Cheng, Chien-Ting Tina, and 鄭倩婷. "Characterization of Mesenchymal Stem Cells undergoing Hepatogenic Differentiation using Raman Spectroscopy." Thesis, 2011. http://ndltd.ncl.edu.tw/handle/03663329501899919031.
Full text國立陽明大學
生醫光電工程研究所
99
Raman spectroscopy has been used for the detection of molecular structure and biochemical composition of cells and tissues. This optical technique provides a non-invasive, label-free, fast and simple method to monitor the differentiation process of stem cell by measuring the spectra of molecular vibration. Studies of mesenchymal stem cells (MSCs) derived from bone-marrow have shown their capacity to differentiate into hepatocytes and have strong potential for tissue engineering or cell therapy application. However, conventional methods to evaluate the maturation of hepatogenic differentiation, including staining, immunofluorescence and reverse transcription polymerase chain reaction (RT-PCR), are time-consuming and cell-destructing. In this study, we used Raman spectroscopy to monitor the stages of hepatogenic differentiation in murine MSCs (mMSCs). Raman spectra from mMSCs undergoing hepatogenic differentiation over period of 28 days were examined, and the results demonstrated that there was a significant distinction in Raman spectra intensities during hepatogenesis.
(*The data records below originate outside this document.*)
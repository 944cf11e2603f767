use serde::ser::{SerializeStruct, Serializer};
use serde::Serialize;

use crate::aggregate::sum;
use crate::models::{AccountType, ReconciliationAccount};

/// Differences below one cent are treated as floating-point noise.
pub const MATCH_TOLERANCE: f64 = 0.01;

#[derive(Debug, Clone, Copy, PartialEq)]
pub enum ReconciliationStatus {
    Matched,
    /// Internal books exceed the statement by this amount.
    OverBy(f64),
    /// Internal books fall short of the statement by this amount.
    UnderBy(f64),
}

impl ReconciliationStatus {
    pub fn amount(&self) -> f64 {
        match self {
            ReconciliationStatus::Matched => 0.0,
            ReconciliationStatus::OverBy(a) | ReconciliationStatus::UnderBy(a) => *a,
        }
    }

    pub fn is_matched(&self) -> bool {
        matches!(self, ReconciliationStatus::Matched)
    }

    pub fn label(&self) -> &'static str {
        match self {
            ReconciliationStatus::Matched => "Matched",
            ReconciliationStatus::OverBy(_) => "OverBy",
            ReconciliationStatus::UnderBy(_) => "UnderBy",
        }
    }
}

/// Always `{status, amount}`; a match carries an amount of zero.
impl Serialize for ReconciliationStatus {
    fn serialize<S: Serializer>(&self, serializer: S) -> std::result::Result<S::Ok, S::Error> {
        let mut state = serializer.serialize_struct("ReconciliationStatus", 2)?;
        state.serialize_field("status", self.label())?;
        state.serialize_field("amount", &self.amount())?;
        state.end()
    }
}

pub fn compute_reconciliation_status(
    internal_balance: f64,
    bank_statement_balance: f64,
) -> ReconciliationStatus {
    let difference = internal_balance - bank_statement_balance;
    if difference.abs() < MATCH_TOLERANCE {
        ReconciliationStatus::Matched
    } else if difference > 0.0 {
        ReconciliationStatus::OverBy(difference.abs())
    } else {
        ReconciliationStatus::UnderBy(difference.abs())
    }
}

#[derive(Debug, Clone, PartialEq, Serialize)]
pub struct ReconciliationLine {
    pub name: String,
    pub account_type: AccountType,
    pub internal_balance: f64,
    pub bank_statement_balance: f64,
    pub status: ReconciliationStatus,
}

#[derive(Debug, Clone, PartialEq, Serialize)]
pub struct ReconciliationSummary {
    pub lines: Vec<ReconciliationLine>,
    pub matched: usize,
    pub unmatched: usize,
    pub total_internal: f64,
    pub total_statement: f64,
    /// Sum of absolute per-account differences, so overs and unders don't cancel.
    pub total_discrepancy: f64,
}

pub fn reconcile_accounts(accounts: &[ReconciliationAccount]) -> ReconciliationSummary {
    let lines: Vec<ReconciliationLine> = accounts
        .iter()
        .map(|a| ReconciliationLine {
            name: a.name.clone(),
            account_type: a.account_type,
            internal_balance: a.internal_balance,
            bank_statement_balance: a.bank_statement_balance,
            status: compute_reconciliation_status(a.internal_balance, a.bank_statement_balance),
        })
        .collect();

    let matched = lines.iter().filter(|l| l.status.is_matched()).count();
    ReconciliationSummary {
        matched,
        unmatched: lines.len() - matched,
        total_internal: sum(accounts, |a| a.internal_balance),
        total_statement: sum(accounts, |a| a.bank_statement_balance),
        total_discrepancy: sum(&lines, |l| l.status.amount()),
        lines,
    }
}

#[cfg(test)]
mod tests {
    use super::*;

    fn account(name: &str, internal: f64, bank: f64) -> ReconciliationAccount {
        ReconciliationAccount {
            name: name.to_string(),
            account_type: AccountType::Bank,
            internal_balance: internal,
            bank_statement_balance: bank,
        }
    }

    #[test]
    fn test_over() {
        let s = compute_reconciliation_status(125_000.0, 124_500.0);
        assert_eq!(s, ReconciliationStatus::OverBy(500.0));
        assert_eq!(s.amount(), 500.0);
    }

    #[test]
    fn test_matching_balance() {
        let s = compute_reconciliation_status(22_000.0, 22_000.0);
        assert!(s.is_matched());
        assert_eq!(s.amount(), 0.0);
    }

    #[test]
    fn test_under() {
        let s = compute_reconciliation_status(900.0, 1000.0);
        assert_eq!(s, ReconciliationStatus::UnderBy(100.0));
    }

    #[test]
    fn test_sub_cent_noise_is_matched() {
        assert!(compute_reconciliation_status(0.1 + 0.2, 0.3).is_matched());
        assert!(compute_reconciliation_status(100.004, 100.0).is_matched());
        assert!(!compute_reconciliation_status(100.02, 100.0).is_matched());
    }

    #[test]
    fn test_status_serializes_with_amount() {
        let json = serde_json::to_string(&ReconciliationStatus::OverBy(500.0)).unwrap();
        assert_eq!(json, r#"{"status":"OverBy","amount":500.0}"#);
        let json = serde_json::to_string(&ReconciliationStatus::Matched).unwrap();
        assert_eq!(json, r#"{"status":"Matched","amount":0.0}"#);
    }

    #[test]
    fn test_matched_line_serializes_zero_amount() {
        let summary = reconcile_accounts(&[account("Petty Cash", 22_000.0, 22_000.0)]);
        let value = serde_json::to_value(&summary).unwrap();
        assert_eq!(value["lines"][0]["status"]["status"], "Matched");
        assert_eq!(value["lines"][0]["status"]["amount"], 0.0);
    }

    #[test]
    fn test_summary_counts_and_discrepancy() {
        let accounts = vec![
            account("Main Checking", 125_000.0, 124_500.0),
            account("Petty Cash", 22_000.0, 22_000.0),
            account("M-Pesa", 4_000.0, 4_250.0),
        ];
        let summary = reconcile_accounts(&accounts);
        assert_eq!(summary.matched, 1);
        assert_eq!(summary.unmatched, 2);
        assert_eq!(summary.total_discrepancy, 750.0);
        assert_eq!(summary.total_internal, 151_000.0);
        assert_eq!(summary.total_statement, 150_750.0);
        assert_eq!(summary.lines[2].status, ReconciliationStatus::UnderBy(250.0));
    }
}
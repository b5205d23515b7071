// THEORY:
// A `DisplaySink` is where a finished frame goes. There are two kinds, chosen
// once at startup and never re-checked:
// - a windowed sink, which paints the overlay and shows the frame, and owns
//   the quit key;
// - the `ConsoleSink`, used when no display is available, which logs a status
//   line every `interval` frames and never asks to quit.
//
// `select_sink` performs the capability probe: it tries to open the window and
// degrades to the console when that fails.

use crate::error::Result;
use crate::core_modules::indicator::format_distance;
use crate::pipeline::FrameAnalysis;
use image::RgbImage;
use log::{info, warn};

pub trait DisplaySink {
    /// Whether frames are actually put on screen (and so want on-frame extras
    /// like the FPS counter).
    fn renders_frames(&self) -> bool;

    fn show(&mut self, frame: &RgbImage, analysis: &FrameAnalysis) -> Result<()>;

    /// `true` once the user has asked to stop.
    fn poll_quit(&mut self) -> bool;

    fn teardown(&mut self);
}

/// Logs a status line every `interval` frames instead of drawing.
#[derive(Debug, Clone)]
pub struct ConsoleSink {
    interval: u64,
    last_line: Option<String>,
}

impl ConsoleSink {
    pub fn new(interval: u64) -> Self {
        Self {
            interval: interval.max(1),
            last_line: None,
        }
    }

    /// The most recent status line that was logged.
    pub fn last_line(&self) -> Option<&str> {
        self.last_line.as_deref()
    }
}

pub fn status_line(analysis: &FrameAnalysis) -> String {
    format!(
        "State: {}, Distance: {}, FPS: {:.1}",
        analysis.state,
        format_distance(analysis.distance),
        analysis.fps
    )
}

impl DisplaySink for ConsoleSink {
    fn renders_frames(&self) -> bool {
        false
    }

    fn show(&mut self, _frame: &RgbImage, analysis: &FrameAnalysis) -> Result<()> {
        if analysis.frame_index % self.interval == 0 {
            let line = status_line(analysis);
            info!("{line}");
            self.last_line = Some(line);
        }
        Ok(())
    }

    fn poll_quit(&mut self) -> bool {
        false
    }

    fn teardown(&mut self) {}
}

/// Opens the windowed sink, or falls back to a `ConsoleSink` if the display
/// is unavailable.
pub fn select_sink<F>(open_window: F, status_interval: u64) -> Box<dyn DisplaySink>
where
    F: FnOnce() -> Result<Box<dyn DisplaySink>>,
{
    match open_window() {
        Ok(sink) => sink,
        Err(err) => {
            warn!("GUI not available ({err}). Running in console mode only.");
            Box::new(ConsoleSink::new(status_interval))
        }
    }
}
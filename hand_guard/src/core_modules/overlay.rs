// THEORY:
// Rendering is split in two. The core decides WHAT goes on screen and records
// it as an `Overlay`, an ordered list of `DrawCommand`s. A `Canvas` decides HOW
// to rasterize those commands for a particular backend.
//
// This keeps every renderer in the core (boundary, hand outline, state
// indicator, FPS counter) a pure function of its inputs, testable by inspecting
// the command list. The backends stay thin:
// - `ImageCanvas` draws shapes into an `RgbImage` with `imageproc`. No font is
//   bundled, so text is resolved to a position and kept as a `TextLabel`.
// - The OpenCV canvas in `live_guard` draws everything, including Hershey text.
//
// Horizontally centered text is resolved at paint time because only the
// backend knows its own font metrics.

use crate::core_modules::geometry::Point;
use crate::error::Result;
use image::{Rgb, RgbImage};
use imageproc::drawing::{draw_filled_circle_mut, draw_hollow_rect_mut, draw_line_segment_mut};
use imageproc::rect::Rect;

/// An RGB color.
#[derive(Debug, Clone, Copy, PartialEq, Eq, Hash)]
pub struct Color {
    pub red: u8,
    pub green: u8,
    pub blue: u8,
}

impl Color {
    pub const WHITE: Color = Color::new(255, 255, 255);
    pub const GREEN: Color = Color::new(0, 255, 0);
    pub const YELLOW: Color = Color::new(255, 255, 0);
    pub const RED: Color = Color::new(255, 0, 0);
    pub const BLUE: Color = Color::new(0, 0, 255);

    pub const fn new(red: u8, green: u8, blue: u8) -> Self {
        Self { red, green, blue }
    }
}

impl From<Color> for Rgb<u8> {
    fn from(color: Color) -> Self {
        Rgb([color.red, color.green, color.blue])
    }
}

/// Where a piece of text is anchored. Coordinates are the text baseline origin.
#[derive(Debug, Clone, Copy, PartialEq)]
pub enum TextPlacement {
    At(Point),
    /// Centered across the canvas width on baseline `y`.
    CenteredHorizontally { y: i32 },
}

#[derive(Debug, Clone, PartialEq)]
pub enum DrawCommand {
    Rectangle {
        top_left: Point,
        bottom_right: Point,
        color: Color,
        thickness: i32,
    },
    FilledCircle {
        center: Point,
        radius: i32,
        color: Color,
    },
    /// A closed outline through `points`.
    Polyline {
        points: Vec<Point>,
        color: Color,
        thickness: i32,
    },
    Text {
        text: String,
        placement: TextPlacement,
        scale: f64,
        color: Color,
        thickness: i32,
    },
}

/// An ordered list of draw commands for one frame.
#[derive(Debug, Clone, Default, PartialEq)]
pub struct Overlay {
    pub commands: Vec<DrawCommand>,
}

impl Overlay {
    pub fn new() -> Self {
        Self::default()
    }

    pub fn push(&mut self, command: DrawCommand) {
        self.commands.push(command);
    }

    pub fn rectangle(&mut self, top_left: Point, bottom_right: Point, color: Color, thickness: i32) {
        self.push(DrawCommand::Rectangle {
            top_left,
            bottom_right,
            color,
            thickness,
        });
    }

    pub fn filled_circle(&mut self, center: Point, radius: i32, color: Color) {
        self.push(DrawCommand::FilledCircle {
            center,
            radius,
            color,
        });
    }

    pub fn polyline(&mut self, points: Vec<Point>, color: Color, thickness: i32) {
        self.push(DrawCommand::Polyline {
            points,
            color,
            thickness,
        });
    }

    pub fn text(
        &mut self,
        text: impl Into<String>,
        placement: TextPlacement,
        scale: f64,
        color: Color,
        thickness: i32,
    ) {
        self.push(DrawCommand::Text {
            text: text.into(),
            placement,
            scale,
            color,
            thickness,
        });
    }

    /// Every text string, in draw order.
    pub fn texts(&self) -> impl Iterator<Item = &str> {
        self.commands.iter().filter_map(|c| match c {
            DrawCommand::Text { text, .. } => Some(text.as_str()),
            _ => None,
        })
    }

    pub fn contains_text(&self, needle: &str) -> bool {
        self.texts().any(|t| t.contains(needle))
    }

    pub fn len(&self) -> usize {
        self.commands.len()
    }

    pub fn is_empty(&self) -> bool {
        self.commands.is_empty()
    }

    /// Replays every command onto `canvas`, in order.
    pub fn paint<C: Canvas + ?Sized>(&self, canvas: &mut C) -> Result<()> {
        for command in &self.commands {
            match command {
                DrawCommand::Rectangle {
                    top_left,
                    bottom_right,
                    color,
                    thickness,
                } => canvas.rectangle(*top_left, *bottom_right, *color, *thickness)?,
                DrawCommand::FilledCircle {
                    center,
                    radius,
                    color,
                } => canvas.filled_circle(*center, *radius, *color)?,
                DrawCommand::Polyline {
                    points,
                    color,
                    thickness,
                } => canvas.polyline(points, *color, *thickness)?,
                DrawCommand::Text {
                    text,
                    placement,
                    scale,
                    color,
                    thickness,
                } => {
                    let origin = match placement {
                        TextPlacement::At(point) => *point,
                        TextPlacement::CenteredHorizontally { y } => {
                            let (text_width, _) = canvas.text_size(text, *scale, *thickness)?;
                            let (width, _) = canvas.dimensions();
                            Point::new((width as i32 - text_width) / 2, *y)
                        }
                    };
                    canvas.text(text, origin, *scale, *color, *thickness)?
                }
            }
        }
        Ok(())
    }
}

/// The rendering primitives a display backend has to provide.
pub trait Canvas {
    fn dimensions(&self) -> (u32, u32);
    fn rectangle(&mut self, top_left: Point, bottom_right: Point, color: Color, thickness: i32) -> Result<()>;
    fn filled_circle(&mut self, center: Point, radius: i32, color: Color) -> Result<()>;
    fn polyline(&mut self, points: &[Point], color: Color, thickness: i32) -> Result<()>;
    fn text(&mut self, text: &str, origin: Point, scale: f64, color: Color, thickness: i32) -> Result<()>;
    /// Width and height of `text` in pixels.
    fn text_size(&self, text: &str, scale: f64, thickness: i32) -> Result<(i32, i32)>;
}

/// Text that an `ImageCanvas` positioned but did not rasterize.
#[derive(Debug, Clone, PartialEq)]
pub struct TextLabel {
    pub text: String,
    pub origin: Point,
    pub color: Color,
}

// Rough metrics of a simplex stroke font at scale 1.0.
const GLYPH_ADVANCE: f64 = 20.0;
const GLYPH_HEIGHT: f64 = 22.0;

/// Draws into an `RgbImage` using `imageproc`.
pub struct ImageCanvas<'a> {
    image: &'a mut RgbImage,
    labels: Vec<TextLabel>,
}

impl<'a> ImageCanvas<'a> {
    pub fn new(image: &'a mut RgbImage) -> Self {
        Self {
            image,
            labels: Vec::new(),
        }
    }

    pub fn labels(&self) -> &[TextLabel] {
        &self.labels
    }

    pub fn into_labels(self) -> Vec<TextLabel> {
        self.labels
    }
}

impl Canvas for ImageCanvas<'_> {
    fn dimensions(&self) -> (u32, u32) {
        self.image.dimensions()
    }

    fn rectangle(&mut self, top_left: Point, bottom_right: Point, color: Color, thickness: i32) -> Result<()> {
        let (x0, x1) = (top_left.x.min(bottom_right.x), top_left.x.max(bottom_right.x));
        let (y0, y1) = (top_left.y.min(bottom_right.y), top_left.y.max(bottom_right.y));
        // Thick outlines grow outwards and inwards around the nominal edge.
        let half = thickness.max(1) / 2;
        for inset in -half..thickness.max(1) - half {
            let (left, top) = (x0 + inset, y0 + inset);
            let (right, bottom) = (x1 - inset, y1 - inset);
            if right < left || bottom < top {
                break;
            }
            let rect = Rect::at(left, top).of_size((right - left + 1) as u32, (bottom - top + 1) as u32);
            draw_hollow_rect_mut(&mut *self.image, rect, Rgb::from(color));
        }
        Ok(())
    }

    fn filled_circle(&mut self, center: Point, radius: i32, color: Color) -> Result<()> {
        draw_filled_circle_mut(&mut *self.image, (center.x, center.y), radius, Rgb::from(color));
        Ok(())
    }

    fn polyline(&mut self, points: &[Point], color: Color, thickness: i32) -> Result<()> {
        let n = points.len();
        if n == 0 {
            return Ok(());
        }
        for i in 0..n {
            let start = points[i];
            let end = points[(i + 1) % n];
            for offset in 0..thickness.max(1) {
                let o = offset as f32;
                draw_line_segment_mut(
                    &mut *self.image,
                    (start.x as f32 + o, start.y as f32 + o),
                    (end.x as f32 + o, end.y as f32 + o),
                    Rgb::from(color),
                );
            }
        }
        Ok(())
    }

    fn text(&mut self, text: &str, origin: Point, _scale: f64, color: Color, _thickness: i32) -> Result<()> {
        self.labels.push(TextLabel {
            text: text.to_string(),
            origin,
            color,
        });
        Ok(())
    }

    fn text_size(&self, text: &str, scale: f64, thickness: i32) -> Result<(i32, i32)> {
        let width = (text.chars().count() as f64 * GLYPH_ADVANCE * scale).round() as i32 + thickness;
        let height = (GLYPH_HEIGHT * scale).round() as i32 + thickness;
        Ok((width, height))
    }
}
// THEORY:
// A `VideoSource` is anything that hands the pipeline one color frame at a
// time. The pipeline owns the source for the whole session and never retries:
// `Ok(None)` means the stream is over, and an `Err` ends the session just the
// same. Device configuration is a request, not a guarantee.
//
// `FrameSequenceSource` replays a fixed list of frames, either image files on
// disk (sorted by file name) or frames already in memory. It lets the full
// pipeline run without a camera attached.

use crate::error::{GuardError, Result};
use image::RgbImage;
use log::{debug, info};
use std::collections::VecDeque;
use std::path::{Path, PathBuf};

pub trait VideoSource {
    /// Requests a capture size and rate. Returns `false` if the request was not applied.
    fn configure(&mut self, width: u32, height: u32, fps: f64) -> bool;

    /// The next frame, or `None` once the stream has ended.
    fn read(&mut self) -> Result<Option<RgbImage>>;

    /// Frees the underlying device. Further reads report end of stream.
    fn release(&mut self);
}

const FRAME_EXTENSIONS: [&str; 5] = ["png", "jpg", "jpeg", "bmp", "ppm"];

enum Frames {
    Files(VecDeque<PathBuf>),
    Memory(VecDeque<RgbImage>),
}

/// Plays back a finite sequence of frames.
pub struct FrameSequenceSource {
    frames: Frames,
}

impl FrameSequenceSource {
    /// Collects every image file in `dir`, ordered by file name.
    pub fn open(dir: impl AsRef<Path>) -> Result<Self> {
        let dir = dir.as_ref();
        let mut paths: Vec<PathBuf> = std::fs::read_dir(dir)?
            .filter_map(|entry| entry.ok().map(|e| e.path()))
            .filter(|path| path.is_file() && has_frame_extension(path))
            .collect();
        if paths.is_empty() {
            return Err(GuardError::Source(format!("no image frames found in {}", dir.display())));
        }
        paths.sort();
        info!("replaying {} frames from {}", paths.len(), dir.display());
        Ok(Self {
            frames: Frames::Files(paths.into()),
        })
    }

    pub fn from_frames(frames: impl IntoIterator<Item = RgbImage>) -> Self {
        Self {
            frames: Frames::Memory(frames.into_iter().collect()),
        }
    }

    pub fn remaining(&self) -> usize {
        match &self.frames {
            Frames::Files(paths) => paths.len(),
            Frames::Memory(frames) => frames.len(),
        }
    }
}

fn has_frame_extension(path: &Path) -> bool {
    path.extension()
        .and_then(|ext| ext.to_str())
        .map(|ext| FRAME_EXTENSIONS.contains(&ext.to_ascii_lowercase().as_str()))
        .unwrap_or(false)
}

impl VideoSource for FrameSequenceSource {
    fn configure(&mut self, width: u32, height: u32, fps: f64) -> bool {
        debug!("frame sequence ignores capture request {width}x{height} @ {fps}");
        false
    }

    fn read(&mut self) -> Result<Option<RgbImage>> {
        match &mut self.frames {
            Frames::Memory(frames) => Ok(frames.pop_front()),
            Frames::Files(paths) => match paths.pop_front() {
                Some(path) => Ok(Some(image::open(&path)?.to_rgb8())),
                None => Ok(None),
            },
        }
    }

    fn release(&mut self) {
        match &mut self.frames {
            Frames::Files(paths) => paths.clear(),
            Frames::Memory(frames) => frames.clear(),
        }
    }
}
// THEORY:
// This file is the entry point for the `hand_guard` library crate. It exposes
// the `FramePipeline` and its data structures (`PipelineConfig`,
// `FrameAnalysis`, `SessionSummary`) as the high-level interface, plus the
// collaborator traits (`VideoSource`, `DisplaySink`, `Canvas`) a front-end
// implements to plug in a camera and a window.
//
// The stages under `core_modules` are public so they can be tested and reused
// individually, but a front-end normally needs nothing beyond the re-exports
// below.

pub mod core_modules;
pub mod error;
pub mod io;
pub mod pipeline;

pub use core_modules::boundary::{BoundaryZone, ZoneSize};
pub use core_modules::contour::{Centroid, CentroidMethod, Contour};
pub use core_modules::geometry::{Point, SafetyState, Thresholds, classify, distance};
pub use core_modules::hand_detector::{DetectorConfig, Detection, HandDetector};
pub use core_modules::overlay::{Canvas, Color, DrawCommand, ImageCanvas, Overlay, TextPlacement};
pub use error::{GuardError, Result};
pub use io::{ConsoleSink, DisplaySink, FrameSequenceSource, VideoSource, select_sink};
pub use pipeline::{FrameAnalysis, FramePipeline, PipelineConfig, SessionEnd, SessionSummary};
// THEORY:
// The `HandDetector` is the engine of the segmentation layer. It implements a
// "Skin Mask, Largest Blob" strategy: rather than modelling a hand's shape, it
// assumes that the biggest skin-colored region in view is the hand.
//
// Algorithm steps:
// 1.  **Downscale**: the frame is halved in each dimension before any per-pixel
//     work. Steps 2 to 6 run at this reduced resolution.
// 2.  **Skin Mask**: pixels are converted to 8-bit HSV and tested against the
//     skin band (see `mask`).
// 3.  **Morphology**: two dilations then one erosion with a 3x3 element close
//     small gaps and absorb speckle.
// 4.  **Outer Contours**: only outer borders are kept; holes are ignored.
// 5.  **Largest Blob**: the contour with the greatest polygon area wins. If it
//     encloses fewer than `min_area` half-resolution pixels it is noise, and
//     the detector reports `Detection::Absent`.
// 6.  **Centroid**: area-weighted first moments, or the bounding-box center if
//     the polygon has zero area. The result records which branch was taken.
// 7.  **Scale Back**: centroid and every contour point are multiplied by the
//     inverse of the downscale factor to land in original-frame coordinates.
//
// The detector is stateless across frames: no tracking, no history. Every
// degenerate input (empty mask, tiny blob, zero moments) has a defined result
// and nothing here can fail.

use crate::core_modules::contour::{self, Centroid, Contour};
use crate::core_modules::geometry::Point;
use crate::core_modules::hsv::hsv::HsvRange;
use crate::core_modules::mask;
use crate::core_modules::overlay::{Color, Overlay};
use image::RgbImage;
use log::debug;

/// Tunable parameters for skin segmentation.
#[derive(Debug, Clone, PartialEq)]
pub struct DetectorConfig {
    /// The integer factor the frame is shrunk by before detection.
    pub downscale: i32,
    /// Inclusive HSV band treated as skin.
    pub skin_range: HsvRange,
    pub dilate_iterations: u32,
    pub erode_iterations: u32,
    /// Smallest accepted contour area, in downscaled pixels.
    pub min_area: f64,
}

impl Default for DetectorConfig {
    fn default() -> Self {
        Self {
            downscale: 2,
            skin_range: HsvRange::skin(),
            dilate_iterations: 2,
            erode_iterations: 1,
            min_area: 500.0,
        }
    }
}

/// The outcome of one detection call. Contour and centroid always travel together.
#[derive(Debug, Clone, PartialEq)]
pub enum Detection {
    Present { contour: Contour, centroid: Centroid },
    Absent,
}

impl Detection {
    pub fn is_present(&self) -> bool {
        matches!(self, Detection::Present { .. })
    }

    pub fn centroid(&self) -> Option<Point> {
        match self {
            Detection::Present { centroid, .. } => Some(centroid.point),
            Detection::Absent => None,
        }
    }
}

/// Locates the most likely hand region in a color frame.
#[derive(Debug, Clone, Default)]
pub struct HandDetector {
    config: DetectorConfig,
}

impl HandDetector {
    pub fn new(config: DetectorConfig) -> Self {
        Self { config }
    }

    pub fn config(&self) -> &DetectorConfig {
        &self.config
    }

    pub fn detect(&self, frame: &RgbImage) -> Detection {
        if frame.width() == 0 || frame.height() == 0 {
            return Detection::Absent;
        }
        let factor = self.config.downscale.max(1);

        // --- 1. Downscale ---
        let small = mask::downscale(frame, 1.0 / factor as f64);

        // --- 2. Skin Mask & Morphology ---
        let raw = mask::in_range(&small, &self.config.skin_range);
        let cleaned = mask::close_gaps(raw, self.config.dilate_iterations, self.config.erode_iterations);

        // --- 3. Outer Contours ---
        let contours = contour::external_contours(&cleaned);
        if contours.is_empty() {
            return Detection::Absent;
        }

        // --- 4. Largest Blob & Area Gate ---
        let Some((largest, area)) = contour::largest_by_area(contours) else {
            return Detection::Absent;
        };
        if area < self.config.min_area {
            debug!("largest skin blob rejected: area {area:.1} < {}", self.config.min_area);
            return Detection::Absent;
        }

        // --- 5. Centroid & Scale Back ---
        match largest.centroid() {
            Some(centroid) => {
                let centroid = centroid.scaled(factor);
                debug!(
                    "hand detected: area {area:.1}, centroid ({}, {}) via {:?}",
                    centroid.point.x, centroid.point.y, centroid.method
                );
                Detection::Present {
                    contour: largest.scaled(factor),
                    centroid,
                }
            }
            None => Detection::Absent,
        }
    }

    /// Adds the hand outline, a centroid marker and the bounding box to `overlay`.
    /// Does nothing for `Detection::Absent`.
    pub fn draw_detection(&self, overlay: &mut Overlay, detection: &Detection) {
        let Detection::Present { contour, centroid } = detection else {
            return;
        };

        overlay.polyline(contour.points.clone(), Color::GREEN, 2);
        overlay.filled_circle(centroid.point, 5, Color::BLUE);
        if let Some(rect) = contour.bounding_rect() {
            overlay.rectangle(rect.top_left(), rect.bottom_right(), Color::YELLOW, 2);
        }
    }
}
The Raman intensity ratio of Tyrosine and Collagen (719/1450cm-1) also increased with the maturation of hepatogenesis. Our findings suggest that Raman spectroscopy may serve as a powerful tool to nondestructively and rapidly define the stages of maturation in live mMSCs undergoing hepatogenesis, and provide further investigation potential in stem cell research.